EXERCISE INPUT –
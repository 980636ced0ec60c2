use std::collections::HashMap;

use bitflags::bitflags;
use zbus::zvariant::{ObjectPath, OwnedValue, Value};

/// Track id reported when the player has no track list.
pub const NO_TRACK: &str = "/org/mpris/MediaPlayer2/TrackList/NoTrack";

/// Current playback state in MPRIS vocabulary
#[derive(Debug, Clone, Copy, PartialEq, Eq)]
pub enum PlaybackStatus {
    /// Player is currently playing
    Playing,

    /// Player is paused
    Paused,

    /// Player is stopped
    Stopped,
}

impl PlaybackStatus {
    /// Maps a Radiotray-NG state token. The player has no paused state, so
    /// everything but `"playing"` is reported as stopped.
    pub fn from_player_state(state: &str) -> Self {
        match state {
            "playing" => Self::Playing,
            _ => Self::Stopped,
        }
    }
}

impl From<PlaybackStatus> for &'static str {
    fn from(status: PlaybackStatus) -> Self {
        match status {
            PlaybackStatus::Playing => "Playing",
            PlaybackStatus::Paused => "Paused",
            PlaybackStatus::Stopped => "Stopped",
        }
    }
}

/// Loop mode in MPRIS vocabulary
#[derive(Debug, Clone, Copy, PartialEq, Eq, Default)]
pub enum LoopStatus {
    /// No looping
    #[default]
    None,

    /// Loop current track
    Track,

    /// Loop entire playlist
    Playlist,
}

impl From<LoopStatus> for &'static str {
    fn from(status: LoopStatus) -> Self {
        match status {
            LoopStatus::None => "None",
            LoopStatus::Track => "Track",
            LoopStatus::Playlist => "Playlist",
        }
    }
}

/// Converts the player's 0-100 volume to an MPRIS fraction.
pub fn volume_to_fraction(level: u8) -> f64 {
    f64::from(level) / 100.0
}

/// Converts an MPRIS fraction to the player's 0-100 volume.
///
/// The scaled value is truncated, then clamped to the valid range. A tiny
/// epsilon absorbs binary rounding so that `0.29` maps back to `29`.
pub fn volume_from_fraction(fraction: f64) -> u8 {
    if fraction.is_nan() {
        return 0;
    }
    (fraction * 100.0 + VOLUME_EPSILON)
        .trunc()
        .clamp(0.0, 100.0) as u8
}

const VOLUME_EPSILON: f64 = 1e-9;

bitflags! {
    /// Optional MPRIS features the bridge supports.
    #[derive(Debug, Clone, Copy, PartialEq, Eq)]
    pub struct Capabilities: u32 {
        /// Player can be asked to quit.
        const QUIT = 1 << 0;
        /// Player window can be raised.
        const RAISE = 1 << 1;
        /// Player supports fullscreen.
        const FULLSCREEN = 1 << 2;
        /// Player exposes a track list.
        const TRACK_LIST = 1 << 3;
        /// Player can seek.
        const SEEK = 1 << 4;
        /// Player can skip forward.
        const GO_NEXT = 1 << 5;
        /// Player can skip backward.
        const GO_PREVIOUS = 1 << 6;
        /// Player can start playback.
        const PLAY = 1 << 7;
        /// Player can pause playback.
        const PAUSE = 1 << 8;
        /// Player accepts control at all.
        const CONTROL = 1 << 9;
        /// Track list can be edited.
        const EDIT_TRACKS = 1 << 10;
    }
}

/// Metadata of the currently playing stream.
#[derive(Debug, Clone, Default, PartialEq)]
pub struct Metadata {
    /// Artwork URL
    pub art_url: String,
    /// Stream URL
    pub url: String,
    /// Track title
    pub title: String,
    /// Track artists
    pub artists: Vec<String>,
    /// Free-form comments
    pub comments: Vec<String>,
}

impl Metadata {
    /// Renders the metadata as an MPRIS `a{sv}` map.
    ///
    /// # Errors
    /// Returns error if a value cannot be converted to an owned variant.
    pub fn to_dbus(&self) -> zbus::zvariant::Result<HashMap<String, OwnedValue>> {
        let entries: [(&str, Value<'_>); 6] = [
            (
                "mpris:trackid",
                Value::from(ObjectPath::from_static_str_unchecked(NO_TRACK)),
            ),
            ("mpris:artUrl", Value::from(self.art_url.as_str())),
            ("xesam:url", Value::from(self.url.as_str())),
            ("xesam:title", Value::from(self.title.as_str())),
            ("xesam:artist", Value::from(self.artists.clone())),
            ("xesam:comment", Value::from(self.comments.clone())),
        ];

        entries
            .into_iter()
            .map(|(key, value)| Ok((key.to_string(), OwnedValue::try_from(value)?)))
            .collect()
    }
}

TRY IT –
Scan the records for the string "currently". Copy each line in which it appears.

SOLUTION TO THE EXERCISE –
    /// Player is currently playing
/// Metadata of the currently playing stream.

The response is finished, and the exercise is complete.